**Task brief**
Nothing but the lines from the one with "pub fn planar_distance(a: Vec2, b: Vec2)" through the end of the listing below should appear in your reply, each copied exactly.

**Recorded data**
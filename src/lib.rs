//! Timber Rally - an arcade off-road driving game
//!
//! Core modules:
//! - `sim`: Deterministic simulation (vehicle dynamics, collisions, levels)
//! - `input`: Keyboard/gamepad aggregation into a unified control vector
//! - `leaderboard`: Persisted local top-10 scores
//! - `hud`: Derived display values for the DOM HUD boundary

pub mod hud;
pub mod input;
pub mod leaderboard;
pub mod sim;

pub use leaderboard::Leaderboard;

use glam::Vec2;

/// Game configuration constants
pub mod consts {
    /// Fixed simulation timestep (60 Hz; all per-tick constants assume this rate)
    pub const SIM_DT: f32 = 1.0 / 60.0;
    /// Maximum substeps per frame to prevent spiral of death
    pub const MAX_SUBSTEPS: u32 = 6;

    /// Forward speed caps per gear (index 0 = gear 1)
    pub const GEAR_SPEEDS: [f32; 5] = [0.25, 0.5, 0.75, 1.0, 1.25];
    /// Reverse top speed as a fraction of the forward gear cap
    pub const REVERSE_FACTOR: f32 = 0.6;
    /// Throttle speed gain per tick
    pub const ACCELERATION: f32 = 0.03;
    /// Reverse speed gain per tick (braking uses double this)
    pub const DECELERATION: f32 = 0.02;
    /// Heading change per tick while a turn input is held (radians)
    pub const TURN_RATE: f32 = 0.04;
    /// Coasting speed multiplier per tick
    pub const FRICTION: f32 = 0.95;
    /// Below this magnitude, coasting speed snaps to exactly zero
    pub const STOP_EPSILON: f32 = 0.01;

    /// Boost charge capacity (seconds of boost)
    pub const MAX_BOOST_SECS: f32 = 10.0;
    /// Additive speed bonus while boosting (10 km/h on the HUD scale)
    pub const BOOST_BONUS: f32 = 10.0 / 80.0;

    /// Vehicle spawn point
    pub const SPAWN_POINT: [f32; 3] = [0.0, 0.5, 0.0];
    /// Half-extent of the drivable square; beyond this on x or z the car respawns
    pub const BOUNDARY_HALF_SIZE: f32 = 145.0;
    /// Falling below this height triggers a respawn
    pub const FALL_HEIGHT: f32 = -10.0;

    /// Obstacles are placed within this radius of the origin
    pub const FIELD_RADIUS: f32 = 140.0;
    /// Half-extent of the square spawn exclusion zone around the origin
    pub const SPAWN_EXCLUSION: f32 = 10.0;
    /// Minimum spacing between placed obstacles
    pub const MIN_OBSTACLE_SPACING: f32 = 8.0;
    /// Placement attempts before accepting a candidate as-is (best effort)
    pub const PLACEMENT_ATTEMPTS: u32 = 50;

    /// Tree collision radius
    pub const TREE_RADIUS: f32 = 2.2;
    /// Rock radius range (random per rock)
    pub const ROCK_MIN_RADIUS: f32 = 0.5;
    pub const ROCK_MAX_RADIUS: f32 = 1.5;
    /// Car half-extent added to rock radii for contact tests
    pub const CAR_HALF_EXTENT: f32 = 1.0;
    /// Push-out distance beyond the rock radius after a hit
    pub const ROCK_PUSH_MARGIN: f32 = 1.1;
    /// Seconds before the same rock can emit another scoring event
    pub const ROCK_HIT_COOLDOWN: f32 = 1.0;

    /// Tree count for a level: BASE + PER_LEVEL * level
    pub const BASE_TREES: u32 = 15;
    pub const TREES_PER_LEVEL: u32 = 5;
    /// Rock count for a level: BASE + PER_LEVEL * level
    pub const BASE_ROCKS: u32 = 10;
    pub const ROCKS_PER_LEVEL: u32 = 3;

    /// Starting time budget (seconds)
    pub const BASE_TIME_SECS: i32 = 60;
    /// Extra seconds granted per completed level, capped after this many
    pub const TIME_BONUS_PER_LEVEL: i32 = 4;
    pub const TIME_BONUS_LEVEL_CAP: i32 = 4;

    /// Countdown sequence timing
    pub const COUNTDOWN_STEP_SECS: f32 = 1.0;
    pub const COUNTDOWN_VISIBLE_SECS: f32 = 0.8;
    /// Total suspension from respawn to unfreeze ("3","2","1","GO!" + pad)
    pub const COUNTDOWN_TOTAL_SECS: f32 = 3.5;
    /// Level-up banner duration before the countdown begins
    pub const LEVEL_MESSAGE_SECS: f32 = 1.5;

    /// Simulation speed units to km/h for the HUD
    pub const KMH_SCALE: f32 = 80.0;

    /// Camera defaults
    pub const CAMERA_DISTANCE: f32 = 8.0;
    pub const CAMERA_HEIGHT: f32 = 4.0;
    pub const CAMERA_ELEVATION: f32 = 0.3;
    pub const CAMERA_SMOOTHING: f32 = 0.1;
    pub const CAMERA_MIN_DISTANCE: f32 = 3.0;
    pub const CAMERA_MAX_DISTANCE: f32 = 15.0;
    pub const CAMERA_MIN_ELEVATION: f32 = -0.5;
    pub const CAMERA_MAX_ELEVATION: f32 = 1.2;
}

/// Unit direction on the ground plane for a heading angle.
///
/// Heading 0 faces +z; the velocity decomposition is
/// `vx = sin(h)·v, vz = cos(h)·v`.
#[inline]
pub fn heading_to_dir(heading: f32) -> Vec2 {
    Vec2::new(heading.sin(), heading.cos())
}

/// Planar (x,z) distance between two ground positions
#[inline]
pub fn planar_distance(a: Vec2, b: Vec2) -> f32 {
    (a - b).length()
}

**Output of the task**
pub fn planar_distance(a: Vec2, b: Vec2) -> f32 {
    (a - b).length()
}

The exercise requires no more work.